We were 17th in League one at the time having just been hammered at Rushden & Diamonds and we had an average crowd of circa 6,000. Ten years on we are sat 15th in League one and the crowds have dropped to about 4,000. We have not achieved a promotion yet have also not suffered relegation.

 

Of the other teams in our division that day, 6 now play in either the Championship or Premier League, 8 are still here with us having had a trip either up or down in the meantime, 4 are in League two whilst 5 are now non-league.
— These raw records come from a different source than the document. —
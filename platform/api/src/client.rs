use chrono::NaiveDate;
use entity::{
    DepartmentStatistics, Employee, EmployeeStatistics, EmployeeType, SearchCriteria, WorkDay,
};
use reqwest::{Method, RequestBuilder, Response, Url};
use serde::{Serialize, de::DeserializeOwned};
use tracing::debug;

use crate::{ApiError, ApiResult};

/// Path the employee service is mounted under.
pub const BASE_PATH: &str = "/api/employees";

/// Where the employee service lives.
#[derive(Clone, Debug, PartialEq, Eq)]
pub struct ClientConfig {
    base_url: Url,
}

impl ClientConfig {
    /// Accepts the full collection URL, e.g. `http://localhost:8082/api/employees`.
    pub fn new(base_url: &str) -> ApiResult<Self> {
        let invalid = |reason: String| ApiError::InvalidBaseUrl {
            url: base_url.to_string(),
            reason,
        };
        let parsed = Url::parse(base_url.trim()).map_err(|err| invalid(err.to_string()))?;
        if parsed.cannot_be_a_base() || !matches!(parsed.scheme(), "http" | "https") {
            return Err(invalid("expected an http(s) url".into()));
        }
        Ok(Self { base_url: parsed })
    }

    pub fn from_host_port(host: &str, port: u16) -> ApiResult<Self> {
        Self::new(&format!("http://{host}:{port}{BASE_PATH}"))
    }

    pub fn base_url(&self) -> &Url {
        &self.base_url
    }
}

#[derive(Clone, Debug)]
pub struct EmployeeClient {
    http: reqwest::Client,
    base: Url,
}

impl EmployeeClient {
    pub fn new(config: ClientConfig) -> ApiResult<Self> {
        let http = reqwest::Client::builder()
            .user_agent(concat!("staff-directory/", env!("CARGO_PKG_VERSION")))
            .build()?;
        Ok(Self::with_http(config, http))
    }

    pub fn with_http(config: ClientConfig, http: reqwest::Client) -> Self {
        Self {
            http,
            base: config.base_url,
        }
    }

    pub fn base_url(&self) -> &Url {
        &self.base
    }

    // CRUD

    pub async fn list_employees(&self) -> ApiResult<Vec<Employee>> {
        self.get(self.endpoint(&[])).await
    }

    pub async fn get_employee(&self, matricule: &str) -> ApiResult<Employee> {
        self.get(self.endpoint(&[matricule])).await
    }

    pub async fn create_employee(&self, employee: &Employee) -> ApiResult<Employee> {
        self.send_json(Method::POST, self.endpoint(&[]), employee)
            .await
    }

    pub async fn update_employee(
        &self,
        matricule: &str,
        employee: &Employee,
    ) -> ApiResult<Employee> {
        self.send_json(Method::PUT, self.endpoint(&[matricule]), employee)
            .await
    }

    pub async fn delete_employee(&self, matricule: &str) -> ApiResult<()> {
        let url = self.endpoint(&[matricule]);
        self.execute(Method::DELETE, url, |req| req).await?;
        Ok(())
    }

    pub async fn activate_employee(&self, matricule: &str) -> ApiResult<Employee> {
        let url = self.endpoint(&[matricule, "activate"]);
        let response = self.execute(Method::PATCH, url, |req| req).await?;
        decode(response).await
    }

    // Unique-field lookups

    pub async fn find_by_email(&self, email: &str) -> ApiResult<Employee> {
        self.get(self.endpoint(&["email", email])).await
    }

    pub async fn find_by_cin(&self, cin: &str) -> ApiResult<Employee> {
        self.get(self.endpoint(&["cin", cin])).await
    }

    pub async fn find_by_licence(&self, licence: &str) -> ApiResult<Employee> {
        self.get(self.endpoint(&["licence", licence])).await
    }

    /// Phone numbers are not unique server-side, hence the list.
    pub async fn find_by_telephone(&self, telephone: &str) -> ApiResult<Vec<Employee>> {
        self.get(self.endpoint(&["telephone", telephone])).await
    }

    // Filters

    pub async fn employees_by_type(&self, kind: EmployeeType) -> ApiResult<Vec<Employee>> {
        self.get(self.endpoint(&["type", kind.as_str()])).await
    }

    pub async fn administration_employees(&self) -> ApiResult<Vec<Employee>> {
        self.get(self.endpoint(&["administration"])).await
    }

    pub async fn medical_staff(&self) -> ApiResult<Vec<Employee>> {
        self.get(self.endpoint(&["medical-staff"])).await
    }

    pub async fn active_employees(&self) -> ApiResult<Vec<Employee>> {
        self.get(self.endpoint(&["active"])).await
    }

    pub async fn inactive_employees(&self) -> ApiResult<Vec<Employee>> {
        self.get(self.endpoint(&["inactive"])).await
    }

    pub async fn employees_by_department(&self, department: &str) -> ApiResult<Vec<Employee>> {
        self.get(self.endpoint(&["department", department])).await
    }

    pub async fn employees_by_department_and_type(
        &self,
        department: &str,
        kind: EmployeeType,
    ) -> ApiResult<Vec<Employee>> {
        let url = self.endpoint(&["department", department, "type", kind.as_str()]);
        self.get(url).await
    }

    pub async fn employees_by_speciality(&self, speciality: &str) -> ApiResult<Vec<Employee>> {
        self.get(self.endpoint(&["speciality", speciality])).await
    }

    pub async fn employees_by_supervisor(&self, supervisor: &str) -> ApiResult<Vec<Employee>> {
        self.get(self.endpoint(&["supervisor", supervisor])).await
    }

    pub async fn hired_between(
        &self,
        start: NaiveDate,
        end: NaiveDate,
    ) -> ApiResult<Vec<Employee>> {
        let query = [
            ("startDate", start.format("%Y-%m-%d").to_string()),
            ("endDate", end.format("%Y-%m-%d").to_string()),
        ];
        self.get(self.endpoint_with_query(&["hired-between"], &query))
            .await
    }

    pub async fn employees_by_work_days(&self, days: &[WorkDay]) -> ApiResult<Vec<Employee>> {
        let query: Vec<_> = days
            .iter()
            .map(|day| ("workDays", day.as_str().to_string()))
            .collect();
        self.get(self.endpoint_with_query(&["work-days"], &query))
            .await
    }

    pub async fn employees_by_shift(
        &self,
        shift_start: &str,
        shift_end: &str,
    ) -> ApiResult<Vec<Employee>> {
        let query = [
            ("shiftStart", shift_start.to_string()),
            ("shiftEnd", shift_end.to_string()),
        ];
        self.get(self.endpoint_with_query(&["shift"], &query)).await
    }

    // Search

    /// Either side may be omitted; only the given names are sent.
    pub async fn search_by_name(
        &self,
        nom: Option<&str>,
        prenom: Option<&str>,
    ) -> ApiResult<Vec<Employee>> {
        let query: Vec<_> = [("nom", nom), ("prenom", prenom)]
            .into_iter()
            .filter_map(|(key, value)| value.map(|v| (key, v.to_string())))
            .collect();
        self.get(self.endpoint_with_query(&["search", "name"], &query))
            .await
    }

    pub async fn search_by_full_name(&self, full_name: &str) -> ApiResult<Vec<Employee>> {
        self.get(self.endpoint(&["search", "fullname", full_name]))
            .await
    }

    pub async fn search_employees(&self, criteria: &SearchCriteria) -> ApiResult<Vec<Employee>> {
        let url = self.endpoint_with_query(&["search"], &criteria.query_pairs());
        self.get(url).await
    }

    // Composite queries

    pub async fn medical_staff_by_speciality_and_department(
        &self,
        speciality: &str,
        department: &str,
    ) -> ApiResult<Vec<Employee>> {
        let url = self.endpoint(&[
            "medical-staff",
            "speciality",
            speciality,
            "department",
            department,
        ]);
        self.get(url).await
    }

    pub async fn available_doctors(&self, day: WorkDay) -> ApiResult<Vec<Employee>> {
        self.get(self.endpoint(&["doctors", "available", day.as_str()]))
            .await
    }

    pub async fn medical_staff_with_licence(&self) -> ApiResult<Vec<Employee>> {
        self.get(self.endpoint(&["medical-staff", "with-licence"]))
            .await
    }

    pub async fn employees_without_supervisor(&self) -> ApiResult<Vec<Employee>> {
        self.get(self.endpoint(&["no-supervisor"])).await
    }

    // Aggregates

    pub async fn count_by_type(&self, kind: EmployeeType) -> ApiResult<u64> {
        self.get(self.endpoint(&["count", "type", kind.as_str()]))
            .await
    }

    pub async fn count_by_department(&self, department: &str) -> ApiResult<u64> {
        self.get(self.endpoint(&["count", "department", department]))
            .await
    }

    pub async fn department_statistics(&self) -> ApiResult<DepartmentStatistics> {
        self.get(self.endpoint(&["statistics", "department"]))
            .await
    }

    pub async fn statistics(&self) -> ApiResult<EmployeeStatistics> {
        self.get(self.endpoint(&["statistics"])).await
    }

    // Existence checks

    pub async fn email_exists(&self, email: &str) -> ApiResult<bool> {
        self.get(self.endpoint(&["exists", "email", email])).await
    }

    pub async fn cin_exists(&self, cin: &str) -> ApiResult<bool> {
        self.get(self.endpoint(&["exists", "cin", cin])).await
    }

    pub async fn licence_exists(&self, licence: &str) -> ApiResult<bool> {
        self.get(self.endpoint(&["exists", "licence", licence]))
            .await
    }

    /// Plain-text liveness probe.
    pub async fn health(&self) -> ApiResult<String> {
        let response = self
            .execute(Method::GET, self.endpoint(&["health"]), |req| req)
            .await?;
        Ok(response.text().await?)
    }

    pub(crate) fn endpoint(&self, segments: &[&str]) -> Url {
        let mut url = self.base.clone();
        // ClientConfig rejects cannot-be-a-base urls, so this always succeeds.
        if let Ok(mut path) = url.path_segments_mut() {
            path.pop_if_empty().extend(segments);
        }
        url
    }

    pub(crate) fn endpoint_with_query<V: AsRef<str>>(
        &self,
        segments: &[&str],
        query: &[(&str, V)],
    ) -> Url {
        let mut url = self.endpoint(segments);
        if !query.is_empty() {
            let mut pairs = url.query_pairs_mut();
            for (key, value) in query {
                pairs.append_pair(key, value.as_ref());
            }
        }
        url
    }

    async fn get<T: DeserializeOwned>(&self, url: Url) -> ApiResult<T> {
        let response = self.execute(Method::GET, url, |req| req).await?;
        decode(response).await
    }

    async fn send_json<B, T>(&self, method: Method, url: Url, body: &B) -> ApiResult<T>
    where
        B: Serialize + ?Sized,
        T: DeserializeOwned,
    {
        let response = self.execute(method, url, |req| req.json(body)).await?;
        decode(response).await
    }

    async fn execute(
        &self,
        method: Method,
        url: Url,
        build: impl FnOnce(RequestBuilder) -> RequestBuilder,
    ) -> ApiResult<Response> {
        debug!(%method, %url, "dispatching request");
        let request = build(self.http.request(method.clone(), url.clone()));
        let response = request.send().await?;
        let status = response.status();
        if status.is_success() {
            return Ok(response);
        }
        let body = response.text().await.unwrap_or_default();
        debug!(%method, %url, %status, "request rejected");
        Err(ApiError::Status { status, body })
    }
}

async fn decode<T: DeserializeOwned>(response: Response) -> ApiResult<T> {
    let bytes = response.bytes().await?;
    Ok(serde_json::from_slice(&bytes)?)
}

#[cfg(test)]
mod tests {
    use super::*;

    fn client(base: &str) -> EmployeeClient {
        EmployeeClient::new(ClientConfig::new(base).unwrap()).unwrap()
    }

    #[test]
    fn host_and_port_build_the_collection_url() {
        let config = ClientConfig::from_host_port("localhost", 8082).unwrap();
        assert_eq!(
            config.base_url().as_str(),
            "http://localhost:8082/api/employees"
        );
    }

    #[test]
    fn rejects_non_http_base() {
        let err = ClientConfig::new("mailto:hr@example.test").unwrap_err();
        assert!(matches!(err, ApiError::InvalidBaseUrl { .. }));
        assert!(ClientConfig::new("not a url").is_err());
    }

    #[test]
    fn segments_are_appended_once_and_encoded() {
        let api = client("http://localhost:8082/api/employees/");
        assert_eq!(
            api.endpoint(&[]).as_str(),
            "http://localhost:8082/api/employees"
        );
        assert_eq!(
            api.endpoint(&["email", "a/b c@x.test"]).as_str(),
            "http://localhost:8082/api/employees/email/a%2Fb%20c@x.test"
        );
        assert_eq!(
            api.endpoint(&["department", "Cardiology", "type", "MEDICAL_STAFF"])
                .as_str(),
            "http://localhost:8082/api/employees/department/Cardiology/type/MEDICAL_STAFF"
        );
    }

    #[test]
    fn repeated_query_keys_are_preserved() {
        let api = client("http://localhost:8082/api/employees");
        let query = [
            ("workDays", "MONDAY".to_string()),
            ("workDays", "FRIDAY".to_string()),
        ];
        assert_eq!(
            api.endpoint_with_query(&["work-days"], &query).as_str(),
            "http://localhost:8082/api/employees/work-days?workDays=MONDAY&workDays=FRIDAY"
        );
    }

    #[test]
    fn empty_query_leaves_no_question_mark() {
        let api = client("http://localhost:8082/api/employees");
        let none: [(&str, String); 0] = [];
        assert_eq!(
            api.endpoint_with_query(&["search"], &none).as_str(),
            "http://localhost:8082/api/employees/search"
        );
    }

    #[tokio::test]
    async fn unreachable_host_surfaces_transport_error() {
        let api = client("http://127.0.0.1:9/api/employees");
        let err = api.health().await.unwrap_err();
        assert!(matches!(err, ApiError::Transport(_)));
        assert_eq!(err.status(), None);
    }
}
Those non-league sides are Rusden, Wrexham, Luton, Stockport and Grimsby.

 

There have been 26 sides promoted from League one of which the following did it on a considerable budget:

 

QPR

Brighton

Hull

Sheff Wed

Bristol C

Blackpool

Swansea

Forest

Doncaster

Leicester

Peterborough

Norwich

Leeds

Brighton

Southampton

Charlton

Huddersfield

Bournemouth

 

That leaves 8 promoted sides who I would say batted above their weight to get promoted:

 

Plymouth

Luton

Southend

Colchester

Barnsley

Scunthorpe

Millwall

Yeovil

 

There have clearly been a lot of mistakes made by Corney and his former partners over the last decade, but looking at this, I don't think he's done that bad a job. I look at those clubs now in the conference and can't help but think that, barring Rushden, they are probably all similar sized clubs to ourselves and it could so easily have been us languishing down there.

 

The fall in gates is in no small part down to the fact that we never change division and so the excitement factor is not there but the list of promoted clubs shows how difficult it is to get out at the right end. It seems ridiculous to hold anything against him that we've never been relegated. Of those clubs I suggested batted above their weight to go up, half of them are now at least one division below us suggesting they probably spent beyond their means to get that bit of success.

 

None of this changes the fact that we are right to want more than what we currently have but I think it does provide a bit of perspective.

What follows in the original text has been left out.